In Italia il CISMAI ha già fatto un gran lavoro in questo senso, come testimoniano le diverse Linee di indirizzo pubblicate negli ultimi anni, per esempio con la definizione e classificazione di nuove forme di violenza, l’attenzione verso violenza assistita o verso gli orfani speciali.
L’altro grande tema, oltre ai dati, su cui c’è stata grande attenzione è quello della voce delle vittime, con la logica di riuscire a testimoniare gli effetti della protezione infantile nel breve, medio e lungo periodo e far sì che la narrazione in prima persona diventi fondante per gli interventi in termini di policy e servizi.
“Ci sono stati da questo punto di vista due momenti di grande emozione: l’incontro con Lori Poland e quello con Paul Stewart”, racconta Briganti.
Quello di Lori Poland è stato un caso molto famoso, che nel 1983 lasciò gli Stati e Uniti e il mondo con il fiato sospeso. Lori venne rapita dal giardino della sua casa quando aveva solo 3 anni, abusata e chiusa in una latrina interrata per 3 giorni, riuscì a salvarsi perché dei birdwatcher udirono il suo pianto e allertarono la polizia. Oggi Poland è la presidente di EndCAN, End Child Abuse and Neglect, una organizzazione statunitense specializzata nella prevenzione e nella cura del trauma.
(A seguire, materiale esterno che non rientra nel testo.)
//! Health, dependency probes, and metrics endpoints.

use axum::Json;
use axum::extract::{Extension, State};
use axum::http::{StatusCode, header};
use axum::response::IntoResponse;
use serde_json::{Value, json};

use crate::breaker::BreakerState;
use crate::metrics::{SERVER_NAME, SERVER_VERSION};
use crate::state::{AppState, RequestContext};
use crate::upstream::Upstream;

/// Composite view over both upstream probes.
pub struct DependencyReport {
    pub status: &'static str,
    pub healthy: bool,
    pub unhealthy: bool,
    pub dependencies: Value,
}

/// Probe both upstreams concurrently and roll their states up.
///
/// Per dependency: no HTTP response → unhealthy; non-2xx → degraded;
/// 2xx with the breaker not yet CLOSED → degraded (still recovering);
/// otherwise healthy. Rollup: any unhealthy wins, then degraded.
pub async fn dependency_report(state: &AppState, ctx: &RequestContext) -> DependencyReport {
    let (api, functions) = tokio::join!(
        state.upstream.probe(Upstream::Api, "/api/v1/health", ctx),
        state
            .upstream
            .probe(Upstream::EdgeFunctions, "/intelligence-health", ctx),
    );

    let classify = |outcome: &crate::upstream::ProbeOutcome, upstream: Upstream| -> &'static str {
        if outcome.status.is_none() {
            return "unhealthy";
        }
        if !outcome.responded_ok() {
            return "degraded";
        }
        let breaker = state.breakers.get(upstream.breaker_name());
        if breaker.state() == BreakerState::Closed {
            "healthy"
        } else {
            "degraded"
        }
    };

    let api_status = classify(&api, Upstream::Api);
    let functions_status = classify(&functions, Upstream::EdgeFunctions);

    let unhealthy = api_status == "unhealthy" || functions_status == "unhealthy";
    let healthy = api_status == "healthy" && functions_status == "healthy";
    let status = if unhealthy {
        "unhealthy"
    } else if healthy {
        "healthy"
    } else {
        "degraded"
    };

    let dependency = |name: &str, status: &str, outcome: &crate::upstream::ProbeOutcome| {
        json!({
            "name": name,
            "status": status,
            "latencyMs": outcome.latency_ms,
            "httpStatus": outcome.status,
            "error": outcome.error,
        })
    };

    DependencyReport {
        status,
        healthy,
        unhealthy,
        dependencies: json!([
            dependency("primary-api", api_status, &api),
            dependency("edge-functions", functions_status, &functions),
        ]),
    }
}

/// `GET /health` — fast liveness. Always "healthy" while the process runs.
#[utoipa::path(
    get,
    path = "/health",
    tag = "health",
    responses((status = 200, description = "Gateway process is alive"))
)]
pub async fn health(Extension(ctx): Extension<RequestContext>) -> Json<Value> {
    Json(json!({
        "status": "healthy",
        "server": SERVER_NAME,
        "version": SERVER_VERSION,
        "requestId": ctx.request_id,
        "timestamp": chrono::Utc::now().to_rfc3339(),
    }))
}

/// `GET /health/full` — dependency-aware health. 200 for healthy/degraded,
/// 503 when any dependency is unreachable.
#[utoipa::path(
    get,
    path = "/health/full",
    tag = "health",
    responses(
        (status = 200, description = "Dependencies healthy or degraded"),
        (status = 503, description = "At least one dependency is unreachable")
    )
)]
pub async fn health_full(
    State(state): State<AppState>,
    Extension(ctx): Extension<RequestContext>,
) -> impl IntoResponse {
    let report = dependency_report(&state, &ctx).await;
    let status_code = if report.unhealthy {
        StatusCode::SERVICE_UNAVAILABLE
    } else {
        StatusCode::OK
    };
    (
        status_code,
        Json(json!({
            "status": report.status,
            "server": SERVER_NAME,
            "version": SERVER_VERSION,
            "dependencies": report.dependencies,
            "circuitBreakers": state.breakers.snapshots(),
            "requestId": ctx.request_id,
            "timestamp": chrono::Utc::now().to_rfc3339(),
        })),
    )
}

/// `GET /metrics` — Prometheus text exposition.
#[utoipa::path(
    get,
    path = "/metrics",
    tag = "metrics",
    responses((status = 200, description = "Prometheus exposition, text format 0.0.4"))
)]
pub async fn metrics(State(state): State<AppState>) -> impl IntoResponse {
    let cache_stats: Vec<_> = state.caches.all().iter().map(|c| c.stats()).collect();
    let body = state
        .metrics
        .render_prometheus(&state.breakers.snapshots(), &cache_stats);
    (
        [(header::CONTENT_TYPE, "text/plain; version=0.0.4")],
        body,
    )
}

/// `GET /health/metrics` — JSON mirror of the exposition, correlation id
/// echoed.
#[utoipa::path(
    get,
    path = "/health/metrics",
    tag = "metrics",
    responses((status = 200, description = "Runtime metrics as JSON"))
)]
pub async fn health_metrics(
    State(state): State<AppState>,
    Extension(ctx): Extension<RequestContext>,
) -> Json<Value> {
    let cache_stats: Vec<_> = state.caches.all().iter().map(|c| c.stats()).collect();
    Json(state.metrics.snapshot_json(
        &state.breakers.snapshots(),
        &cache_stats,
        &ctx.request_id,
    ))
}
“È stata Lori Poland a organizzare la fiaccolata dell’ISPCAN sotto al Parlamento scozzese per attirare l’attenzione delle istituzioni sull’abuso e il maltrattamento all’infanzia”, aggiunge Briganti.
Paul Stewart è stato un centrocampista inglese, che arrivò a giocare anche alcune partite con la maglia della nazionale. Ma l’atleta aveva un segreto che ha distrutto la sua carriera sportiva: per 4 anni, da quando ne aveva 11, è stato abusato dall’allenatore della sua squadra, che lo aveva terrorizzato minacciando di fare del male ai suoi genitori e al fratellino se avesse parlato. Da adulto, e nonostante i successi sportivi, Paul era caduto nella dipendenza da alcool e droghe per riuscire a convivere con la sofferenza psichica.
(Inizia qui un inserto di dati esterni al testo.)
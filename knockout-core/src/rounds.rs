/// Display names for bracket rounds.
use crate::constants::NAMED_ROUNDS_MIN_SIZE;

/// Name a round for display.
///
/// Counted from the end: the last round is the "Final", the one before it
/// the "Semi-Finals". Brackets of 16 or more also get "Quarter-Finals"
/// and number everything earlier ("Round 1", ...). Smaller brackets call
/// every earlier round "Quarter-Finals", because they have at most one.
pub fn round_name(round_index: usize, total_rounds: usize, bracket_size: u32) -> String {
    let remaining = total_rounds.saturating_sub(round_index);
    if bracket_size >= NAMED_ROUNDS_MIN_SIZE {
        match remaining {
            1 => "Final".to_string(),
            2 => "Semi-Finals".to_string(),
            3 => "Quarter-Finals".to_string(),
            _ => format!("Round {}", round_index + 1),
        }
    } else {
        match remaining {
            1 => "Final".to_string(),
            2 => "Semi-Finals".to_string(),
            _ => "Quarter-Finals".to_string(),
        }
    }
}
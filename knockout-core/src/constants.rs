/// Wire sentinel for an undetermined entrant or champion.
///
/// The stored bracket format predates this crate: every empty slot is the
/// literal string "TBD" rather than a null, and the champion field starts
/// out as "TBD" too. In memory those are `None`; the sentinel only exists
/// at the serialization boundary so old rows keep decoding and new rows
/// stay readable by anything still consuming the legacy format.
pub const TBD: &str = "TBD";

/// Smallest bracket that can be generated: a single final.
pub const MIN_BRACKET_SIZE: u32 = 2;

/// Brackets at or above this size label early rounds "Round 1", "Round 2", ...
/// below the Quarter-Finals. Smaller brackets collapse every early round
/// into "Quarter-Finals" since they never have more than one of them.
pub const NAMED_ROUNDS_MIN_SIZE: u32 = 16;

/// Prefix for the auto-filled first-round entrant names ("Player 1", ...).
/// Numbering is 1-based and follows match order, two entrants per match.
pub const PLAYER_PLACEHOLDER_PREFIX: &str = "Player ";
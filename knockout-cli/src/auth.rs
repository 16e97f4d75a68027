/// Session role resolution against the service's auth endpoint.
///
/// The service knows two kinds of users: admins, whose profile row carries
/// the "admin" role, and everyone else. Mutating commands check the role
/// up front; the bracket engine itself never sees authorization.
use serde::Deserialize;

use crate::store::{Store, StoreError};

/// What the current session is allowed to do.
#[derive(Debug, Clone, Copy, PartialEq, Eq)]
pub enum Role {
    /// May create, edit and archive tournaments.
    Admin,
    /// Read-only access.
    Viewer,
}

#[derive(Deserialize)]
struct AuthUser {
    id: String,
}

#[derive(Deserialize)]
struct ProfileRow {
    role: Option<String>,
}

fn role_from_profile(role: Option<&str>) -> Role {
    match role {
        Some("admin") => Role::Admin,
        _ => Role::Viewer,
    }
}

/// Resolve the session's role.
///
/// Without an access token the session is a viewer; no request is made.
/// Otherwise the token identifies a user via `/auth/v1/user`, whose
/// `profiles` row decides the role. A missing profile row or an
/// unrecognized role value also means viewer.
pub async fn fetch_role(store: &Store) -> Result<Role, StoreError> {
    if store.access_token().is_none() {
        return Ok(Role::Viewer);
    }

    let url = store.auth_url("user");
    if store.verbose() {
        eprintln!("GET {url} (resolve session user)");
    }
    let resp = store.get_authed(&url).send().await?;
    let user: AuthUser = Store::check(resp).await?.json().await?;

    let url = store.rest_url("profiles");
    if store.verbose() {
        eprintln!("GET {url} (role of user {})", user.id);
    }
    let filter = format!("eq.{}", user.id);
    let resp = store
        .get_authed(&url)
        .query(&[("select", "role"), ("id", filter.as_str())])
        .send()
        .await?;
    let rows: Vec<ProfileRow> = Store::check(resp).await?.json().await?;

    Ok(role_from_profile(rows.first().and_then(|r| r.role.as_deref())))
}

#[cfg(test)]
mod tests {
    use super::*;

    #[test]
    fn test_role_from_profile() {
        assert_eq!(role_from_profile(Some("admin")), Role::Admin);
        assert_eq!(role_from_profile(Some("viewer")), Role::Viewer);
        assert_eq!(role_from_profile(Some("superuser")), Role::Viewer);
        assert_eq!(role_from_profile(None), Role::Viewer);
    }

    #[test]
    fn test_decode_profile_rows() {
        let rows: Vec<ProfileRow> =
            serde_json::from_str(r#"[{"role": "admin"}, {"role": null}]"#).unwrap();
        assert_eq!(rows[0].role.as_deref(), Some("admin"));
        assert_eq!(rows[1].role, None);
    }
}
/// Output formatting: terminal bracket view, past-winners table, JSON.
use knockout_core::constants::TBD;
use knockout_core::{Bracket, Match, Slot, round_name};
use serde::Serialize;

use crate::store::ArchivedTournament;

const BAR_WIDTH: usize = 48;

/// `── Title ───...` section header padded to a fixed width.
fn section_bar(title: &str) -> String {
    let head = format!("── {title} ");
    let fill = BAR_WIDTH.saturating_sub(head.chars().count());
    format!("{head}{}", "─".repeat(fill))
}

/// One entrant cell: the name (or the TBD placeholder) plus a winner mark.
fn entrant_cell(m: &Match, slot: Slot) -> String {
    let name = m.slot(slot).unwrap_or(TBD);
    if m.winner == Some(slot) {
        format!("{name} ✓")
    } else {
        name.to_string()
    }
}

/// Print the whole bracket, one section per round.
pub fn print_bracket(name: &str, bracket: &Bracket) {
    let size = bracket.size();
    let total = bracket.total_rounds();
    println!("Tournament \"{name}\" ({size} players)");

    // Pad the left column to the widest cell so the "|" separators line up.
    let width = bracket
        .rounds
        .iter()
        .flat_map(|r| &r.matches)
        .map(|m| entrant_cell(m, Slot::P1).chars().count())
        .max()
        .unwrap_or(TBD.len());

    for (i, round) in bracket.rounds.iter().enumerate() {
        println!();
        println!("{}", section_bar(&round_name(i, total, size)));
        for (j, m) in round.matches.iter().enumerate() {
            let line = format!(
                "{:>2} | {:<width$} | {}",
                j,
                entrant_cell(m, Slot::P1),
                entrant_cell(m, Slot::P2),
            );
            println!("{}", line.trim_end());
        }
    }

    println!();
    println!("Champion: {}", bracket.champion.as_deref().unwrap_or(TBD));
}

/// Print the bracket as the stored wire-format JSON document.
pub fn print_bracket_json(bracket: &Bracket) {
    println!("{}", serde_json::to_string_pretty(bracket).unwrap());
}

/// Print archived tournaments as a name/champion table.
pub fn print_past(rows: &[ArchivedTournament]) {
    if rows.is_empty() {
        println!("No archived tournaments.");
        return;
    }

    let name_width = rows.iter().map(|t| t.name.chars().count()).max().unwrap_or(4).max(4);
    println!("{:<name_width$} | Champion", "Name");
    println!("{}-|---------", "-".repeat(name_width));
    for t in rows {
        println!(
            "{:<name_width$} | {}",
            t.name,
            t.data.champion.as_deref().unwrap_or(TBD),
        );
    }
    println!("\n{} archived tournament(s)", rows.len());
}

#[derive(Serialize)]
struct JsonPastEntry<'a> {
    name: &'a str,
    champion: Option<&'a str>,
}

/// Print archived tournaments as JSON.
pub fn print_past_json(rows: &[ArchivedTournament]) {
    let entries: Vec<JsonPastEntry> = rows
        .iter()
        .map(|t| JsonPastEntry {
            name: &t.name,
            champion: t.data.champion.as_deref(),
        })
        .collect();
    println!("{}", serde_json::to_string_pretty(&entries).unwrap());
}
#[cfg(test)]
mod tests {
    use super::*;

    #[test]
    fn test_generate_shape() {
        for size in [2u32, 4, 8, 16, 32] {
            let bracket = Bracket::generate(size).unwrap();
            assert_eq!(bracket.size(), size);
            assert_eq!(bracket.total_rounds(), size.trailing_zeros() as usize);

            let mut expected = (size / 2) as usize;
            for round in &bracket.rounds {
                assert_eq!(round.matches.len(), expected);
                expected /= 2;
            }
            assert_eq!(bracket.champion, None);
        }
    }

    #[test]
    fn test_generate_first_round_placeholders() {
        let bracket = Bracket::generate(8).unwrap();
        let names: Vec<_> = bracket.rounds[0]
            .matches
            .iter()
            .flat_map(|m| [m.p1.as_deref().unwrap(), m.p2.as_deref().unwrap()])
            .collect();
        assert_eq!(
            names,
            vec![
                "Player 1", "Player 2", "Player 3", "Player 4", "Player 5", "Player 6",
                "Player 7", "Player 8",
            ]
        );
        // Later rounds are fully undetermined.
        for round in &bracket.rounds[1..] {
            for m in &round.matches {
                assert_eq!(*m, Match::undecided());
            }
        }
    }

    #[test]
    fn test_generate_rejects_bad_sizes() {
        for size in [0u32, 1, 3, 6, 12, 100] {
            assert_eq!(
                Bracket::generate(size),
                Err(BracketError::InvalidSize(size))
            );
        }
    }

    #[test]
    fn test_record_winner_advances() {
        let mut bracket = Bracket::generate(4).unwrap();
        let advance = bracket.record_winner(0, 1, Slot::P2).unwrap();
        assert_eq!(
            advance,
            Advance::NextRound {
                round: 1,
                index: 0,
                slot: Slot::P2,
                name: "Player 4".to_string(),
            }
        );
        assert_eq!(bracket.rounds[0].matches[1].winner, Some(Slot::P2));
        assert_eq!(bracket.rounds[1].matches[0].p2.as_deref(), Some("Player 4"));
        // The sibling slot is untouched.
        assert_eq!(bracket.rounds[1].matches[0].p1, None);
    }

    #[test]
    fn test_record_winner_even_and_odd_feeds() {
        let mut bracket = Bracket::generate(8).unwrap();
        bracket.record_winner(0, 2, Slot::P1).unwrap(); // match 2 → match 1, p1
        bracket.record_winner(0, 3, Slot::P1).unwrap(); // match 3 → match 1, p2
        let next = bracket.match_at(1, 1).unwrap();
        assert_eq!(next.p1.as_deref(), Some("Player 5"));
        assert_eq!(next.p2.as_deref(), Some("Player 7"));
    }

    #[test]
    fn test_record_winner_undecided_is_noop() {
        let mut bracket = Bracket::generate(4).unwrap();
        let before = bracket.clone();
        let advance = bracket.record_winner(1, 0, Slot::P1).unwrap();
        assert_eq!(advance, Advance::Undecided);
        assert_eq!(bracket, before);
    }

    #[test]
    fn test_record_winner_final_crowns_champion() {
        let mut bracket = Bracket::generate(2).unwrap();
        let advance = bracket.record_winner(0, 0, Slot::P2).unwrap();
        assert_eq!(
            advance,
            Advance::Champion {
                name: "Player 2".to_string(),
            }
        );
        assert_eq!(bracket.champion.as_deref(), Some("Player 2"));
    }

    #[test]
    fn test_record_winner_out_of_range() {
        let mut bracket = Bracket::generate(4).unwrap();
        assert_eq!(
            bracket.record_winner(2, 0, Slot::P1),
            Err(BracketError::NoSuchMatch { round: 2, index: 0 })
        );
        assert_eq!(
            bracket.record_winner(0, 2, Slot::P1),
            Err(BracketError::NoSuchMatch { round: 0, index: 2 })
        );
    }

    /// Play a size-4 bracket to completion: Player 1 beats Player 4.
    fn decided_bracket() -> Bracket {
        let mut bracket = Bracket::generate(4).unwrap();
        bracket.record_winner(0, 0, Slot::P1).unwrap();
        bracket.record_winner(0, 1, Slot::P2).unwrap();
        bracket.record_winner(1, 0, Slot::P1).unwrap();
        assert_eq!(bracket.champion.as_deref(), Some("Player 1"));
        bracket
    }

    #[test]
    fn test_record_same_winner_again_keeps_downstream() {
        let mut bracket = decided_bracket();
        let advance = bracket.record_winner(0, 0, Slot::P1).unwrap();
        assert!(matches!(advance, Advance::NextRound { .. }));
        // Player 1's later results survive an identical re-record.
        assert_eq!(bracket.rounds[1].matches[0].winner, Some(Slot::P1));
        assert_eq!(bracket.champion.as_deref(), Some("Player 1"));
    }

    #[test]
    fn test_record_other_winner_cascades_first() {
        let mut bracket = decided_bracket();
        // Re-deciding the first semi for Player 2 must tear down Player 1's
        // final result before advancing Player 2.
        let advance = bracket.record_winner(0, 0, Slot::P2).unwrap();
        assert_eq!(
            advance,
            Advance::NextRound {
                round: 1,
                index: 0,
                slot: Slot::P1,
                name: "Player 2".to_string(),
            }
        );
        let final_match = bracket.match_at(1, 0).unwrap();
        assert_eq!(final_match.p1.as_deref(), Some("Player 2"));
        assert_eq!(final_match.p2.as_deref(), Some("Player 4"));
        assert_eq!(final_match.winner, None);
        assert_eq!(bracket.champion, None);
    }

    #[test]
    fn test_reset_round_trip() {
        let mut bracket = Bracket::generate(8).unwrap();
        bracket.record_winner(0, 0, Slot::P1).unwrap();
        let before = bracket.clone();

        bracket.record_winner(0, 1, Slot::P2).unwrap();
        let report = bracket.reset_match(0, 1).unwrap();

        assert_eq!(bracket, before);
        assert_eq!(
            report,
            ResetReport {
                winners_cleared: 1,
                slots_cleared: 1,
                champion_cleared: false,
            }
        );
    }

    #[test]
    fn test_reset_cascades_to_champion() {
        let mut bracket = decided_bracket();
        // Player 1 won the whole thing through (0,0); resetting that match
        // unwinds the final and the title.
        let report = bracket.reset_match(0, 0).unwrap();
        assert_eq!(
            report,
            ResetReport {
                winners_cleared: 2,
                slots_cleared: 1,
                champion_cleared: true,
            }
        );
        assert_eq!(bracket.rounds[0].matches[0].winner, None);
        let final_match = bracket.match_at(1, 0).unwrap();
        assert_eq!(final_match.p1, None);
        assert_eq!(final_match.p2.as_deref(), Some("Player 4"));
        assert_eq!(final_match.winner, None);
        assert_eq!(bracket.champion, None);
        // The other semi is not on the cascade path.
        assert_eq!(bracket.rounds[0].matches[1].winner, Some(Slot::P2));
    }

    #[test]
    fn test_reset_stops_at_overwritten_slot() {
        let mut bracket = Bracket::generate(4).unwrap();
        bracket.record_winner(0, 0, Slot::P1).unwrap();
        bracket.set_entrant(1, 0, Slot::P1, "Ringer").unwrap();

        let report = bracket.reset_match(0, 0).unwrap();
        assert_eq!(
            report,
            ResetReport {
                winners_cleared: 1,
                slots_cleared: 0,
                champion_cleared: false,
            }
        );
        assert_eq!(bracket.rounds[0].matches[0].winner, None);
        // The renamed slot no longer traces back to this match.
        assert_eq!(bracket.rounds[1].matches[0].p1.as_deref(), Some("Ringer"));
    }

    #[test]
    fn test_reset_is_idempotent() {
        let mut bracket = decided_bracket();
        bracket.reset_match(1, 0).unwrap();
        let after_first = bracket.clone();

        let report = bracket.reset_match(1, 0).unwrap();
        assert_eq!(bracket, after_first);
        assert_eq!(report, ResetReport::default());
    }

    #[test]
    fn test_reset_undecided_is_noop() {
        let mut bracket = Bracket::generate(4).unwrap();
        let before = bracket.clone();
        let report = bracket.reset_match(0, 0).unwrap();
        assert_eq!(bracket, before);
        assert_eq!(report, ResetReport::default());
    }

    #[test]
    fn test_reset_out_of_range() {
        let mut bracket = Bracket::generate(4).unwrap();
        assert_eq!(
            bracket.reset_match(0, 9),
            Err(BracketError::NoSuchMatch { round: 0, index: 9 })
        );
    }

    #[test]
    fn test_reset_deep_cascade() {
        let mut bracket = Bracket::generate(8).unwrap();
        bracket.record_winner(0, 0, Slot::P1).unwrap(); // Player 1
        bracket.record_winner(0, 1, Slot::P1).unwrap(); // Player 3
        bracket.record_winner(0, 2, Slot::P2).unwrap(); // Player 6
        bracket.record_winner(0, 3, Slot::P1).unwrap(); // Player 7
        bracket.record_winner(1, 0, Slot::P1).unwrap(); // Player 1
        bracket.record_winner(1, 1, Slot::P2).unwrap(); // Player 7
        bracket.record_winner(2, 0, Slot::P1).unwrap();
        assert_eq!(bracket.champion.as_deref(), Some("Player 1"));

        // Player 1 won three rounds through (0,0); resetting it unwinds
        // the semi and the final too.
        let report = bracket.reset_match(0, 0).unwrap();
        assert_eq!(report.winners_cleared, 3);
        assert_eq!(report.slots_cleared, 2);
        assert!(report.champion_cleared);
        assert_eq!(bracket.champion, None);
        assert_eq!(bracket.rounds[1].matches[0].winner, None);
        assert_eq!(bracket.rounds[2].matches[0].p1, None);
        // Branches that never depended on Player 1 keep their results.
        assert_eq!(bracket.rounds[1].matches[1].winner, Some(Slot::P2));
        assert_eq!(bracket.rounds[2].matches[0].p2.as_deref(), Some("Player 7"));
    }

    #[test]
    fn test_set_entrant_relabels_without_cascade() {
        let mut bracket = decided_bracket();
        bracket.set_entrant(0, 0, Slot::P1, "Ada").unwrap();
        // Relabeling does not rewrite history: the old name is still the
        // finalist and the champion.
        assert_eq!(bracket.rounds[0].matches[0].p1.as_deref(), Some("Ada"));
        assert_eq!(bracket.rounds[1].matches[0].p1.as_deref(), Some("Player 1"));
        assert_eq!(bracket.champion.as_deref(), Some("Player 1"));
    }

    #[test]
    fn test_set_entrant_trims_and_validates() {
        let mut bracket = Bracket::generate(2).unwrap();
        bracket.set_entrant(0, 0, Slot::P2, "  Grace  ").unwrap();
        assert_eq!(bracket.rounds[0].matches[0].p2.as_deref(), Some("Grace"));

        assert_eq!(
            bracket.set_entrant(0, 0, Slot::P1, "   "),
            Err(BracketError::InvalidName("".to_string()))
        );
        assert_eq!(
            bracket.set_entrant(0, 0, Slot::P1, "TBD"),
            Err(BracketError::InvalidName("TBD".to_string()))
        );
        assert_eq!(
            bracket.set_entrant(5, 0, Slot::P1, "Ada"),
            Err(BracketError::NoSuchMatch { round: 5, index: 0 })
        );
    }
}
“È stato dopo aver rivelato la sua storia, nel 2016, che Stewart ha deciso di mettere la sua esperienza al servizio della prevenzione, creando un programma di formazione specificamente rivolto ai/lle giovani che fanno sport. Così è riuscito anche a superare progressivamente il trauma. Sentirlo parlare della sua esperienza può essere di grande incoraggiamento”, conclude Briganti.
Nel 2021 il CISMAI, con la direzione scientifica dello stesso Briganti, ha ospitato un eccellente Congresso ISPCAN in cui Artemisia, Comitato Minori Abbandonati dallo Stato al Forteto e Agevolando hanno presentato un workshop molto intenso, intitolato “Ascoltare le voci di adulti sopravvissuti ad abusi su minori in contesti di assistenza fuori casa”, relativo alla condizione dei/lle sopravvissuti/e e al maltrattamento istituzionale. Questa esperienza è stata di grande ispirazione per i membri dell’ISPCAN e per tutto il pubblico, un esempio molto forte di ciò che Briganti ci ha raccontato in questa intervista.
Il prossimo congresso dell’ISPCAN è già stato fissato. Appuntamento dal 18 al 21 agosto 2024, a Uppsala, in Svezia.